### Work to be completed
Please copy every line of the records below that holds the word "TransportEnvelope".

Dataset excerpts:
*** Begin section ***
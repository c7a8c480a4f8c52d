//! Layered frame decoding and encoding.
//!
//! Each layer has its own `decode`; the functions here compose them for the
//! two ways a mesh packet reaches us (a radio capture or a bridge message)
//! and [`FrameBuilder`] runs the same layers in reverse.

use bytes::{BufMut, Bytes, BytesMut};
use tracing::debug;

use crate::app::{self, ApplicationRecord};
use crate::capture::CaptureHeader;
use crate::crypto::ChannelKey;
use crate::envelope::TransportEnvelope;
use crate::header::{MeshHeader, NodeId, PacketFlags};
use crate::payload::DecryptedPayload;
use crate::WireError;

/// How a mesh packet reached us
#[derive(Debug, Clone, PartialEq)]
pub enum Link {
    /// Heard over the air, behind a mesh header
    Radio(MeshHeader),
    /// Relayed by a bridge gateway inside an envelope
    Bridge(TransportEnvelope),
}

impl Link {
    /// Source node
    pub fn source(&self) -> NodeId {
        match self {
            Link::Radio(header) => header.source(),
            Link::Bridge(envelope) => envelope.source(),
        }
    }

    /// Destination node
    pub fn destination(&self) -> NodeId {
        match self {
            Link::Radio(header) => header.destination(),
            Link::Bridge(envelope) => envelope.destination(),
        }
    }

    /// Packet id
    pub fn packet_id(&self) -> u32 {
        match self {
            Link::Radio(header) => header.packet_id,
            Link::Bridge(envelope) => envelope.packet_id,
        }
    }

    /// Hop and routing flags
    pub fn flags(&self) -> PacketFlags {
        match self {
            Link::Radio(header) => header.flags,
            Link::Bridge(envelope) => envelope.flags,
        }
    }
}

/// A decoded mesh packet.
///
/// `app` carries its own result: an application body that is unsupported or
/// fails to decode still leaves the addressing and payload fields usable, and
/// `payload.inner` keeps the raw body.
#[derive(Debug)]
pub struct MeshFrame {
    /// Addressing layer
    pub link: Link,
    /// Decrypted payload fields
    pub payload: DecryptedPayload,
    /// Application record
    pub app: Result<ApplicationRecord, WireError>,
}

impl MeshFrame {
    /// Canonical name of the payload's message type
    pub fn app_name(&self) -> String {
        app::app_name(self.payload.message_type)
    }
}

/// A decoded radio capture
#[derive(Debug)]
pub enum CaptureFrame {
    /// Frame from another LoRa network; body left undecoded
    Foreign {
        /// Capture metadata
        capture: CaptureHeader,
        /// Frame body
        body: Bytes,
    },
    /// Mesh packet
    Mesh {
        /// Capture metadata
        capture: CaptureHeader,
        /// Decoded packet
        packet: MeshFrame,
    },
}

impl CaptureFrame {
    /// Capture metadata
    pub fn capture(&self) -> &CaptureHeader {
        match self {
            CaptureFrame::Foreign { capture, .. } => capture,
            CaptureFrame::Mesh { capture, .. } => capture,
        }
    }
}

fn open(link: Link, ciphertext: &[u8], key: &ChannelKey) -> Result<MeshFrame, WireError> {
    let src = link.source();
    let packet_id = link.packet_id();
    let payload = DecryptedPayload::decode(ciphertext, packet_id, src.0, key)?;
    let app = app::decode(payload.message_type, &payload.inner);

    debug!(
        src = %src,
        dst = %link.destination(),
        packet_id,
        message_type = payload.message_type,
        app_ok = app.is_ok(),
        "decoded mesh packet"
    );

    Ok(MeshFrame { link, payload, app })
}

/// Decode a mesh packet: header followed by ciphertext
pub fn decode_radio_packet(mut bytes: Bytes, key: &ChannelKey) -> Result<MeshFrame, WireError> {
    let header = MeshHeader::decode(&mut bytes)?;
    open(Link::Radio(header), &bytes, key)
}

/// Decode a capture: capture header, then a mesh packet when the sync word
/// matches
pub fn decode_capture_frame(mut bytes: Bytes, key: &ChannelKey) -> Result<CaptureFrame, WireError> {
    let capture = CaptureHeader::decode(&mut bytes)?;

    if !capture.is_mesh() {
        debug!(sync_word = capture.sync_word, len = bytes.len(), "skipping foreign frame");
        return Ok(CaptureFrame::Foreign {
            capture,
            body: bytes,
        });
    }

    let packet = decode_radio_packet(bytes, key)?;
    Ok(CaptureFrame::Mesh { capture, packet })
}

/// Decode a bridge message body
pub fn decode_bridge_message(bytes: &[u8], key: &ChannelKey) -> Result<MeshFrame, WireError> {
    let envelope = TransportEnvelope::decode(bytes)?;
    let ciphertext = envelope.ciphertext.clone();
    open(Link::Bridge(envelope), &ciphertext, key)
}

/// Frame builder, the encoding mirror of the decode pipelines
#[derive(Debug, Clone)]
pub struct FrameBuilder {
    header: MeshHeader,
    capture: Option<CaptureHeader>,
    payload: DecryptedPayload,
}

impl FrameBuilder {
    /// Create a builder for a packet with the given header
    pub fn new(header: MeshHeader) -> Self {
        Self {
            header,
            capture: None,
            payload: DecryptedPayload::new(0, Bytes::new()),
        }
    }

    /// Prefix the frame with a capture header
    pub fn with_capture(mut self, capture: CaptureHeader) -> Self {
        self.capture = Some(capture);
        self
    }

    /// Set payload fields; the message type and body come from the record
    pub fn payload_fields(mut self, payload: DecryptedPayload) -> Self {
        self.payload = payload;
        self
    }

    fn seal(&self, record: &ApplicationRecord, key: &ChannelKey) -> Result<Bytes, WireError> {
        let mut payload = self.payload.clone();
        payload.message_type = record.message_type;
        payload.inner = Bytes::from(app::encode(record)?);
        Ok(payload.encode(self.header.packet_id, self.header.src, key))
    }

    /// Build a radio frame (capture header if set, mesh header, ciphertext)
    pub fn build(&self, record: &ApplicationRecord, key: &ChannelKey) -> Result<Bytes, WireError> {
        let ciphertext = self.seal(record, key)?;

        let mut buf = BytesMut::with_capacity(
            crate::CAPTURE_HEADER_SIZE + crate::MESH_HEADER_SIZE + ciphertext.len(),
        );
        if let Some(capture) = &self.capture {
            capture.encode(&mut buf);
        }
        self.header.encode(&mut buf);
        buf.put_slice(&ciphertext);

        Ok(buf.freeze())
    }

    /// Build a bridge message body
    pub fn build_bridge(
        &self,
        record: &ApplicationRecord,
        key: &ChannelKey,
        channel_id: &str,
        gateway_id: &str,
    ) -> Result<Bytes, WireError> {
        let ciphertext = self.seal(record, key)?;
        Ok(TransportEnvelope::from_header(&self.header, ciphertext, channel_id, gateway_id).encode())
    }
}

/// Encode a capture frame from its parts
pub fn encode_capture_frame(
    capture: &CaptureHeader,
    header: &MeshHeader,
    payload: &DecryptedPayload,
    record: &ApplicationRecord,
    key: &ChannelKey,
) -> Result<Bytes, WireError> {
    FrameBuilder::new(*header)
        .with_capture(*capture)
        .payload_fields(payload.clone())
        .build(record, key)
}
*** End section ***
### Answer space
use crate::envelope::TransportEnvelope;
    Bridge(TransportEnvelope),
    let envelope = TransportEnvelope::decode(bytes)?;
        Ok(TransportEnvelope::from_header(&self.header, ciphertext, channel_id, gateway_id).encode())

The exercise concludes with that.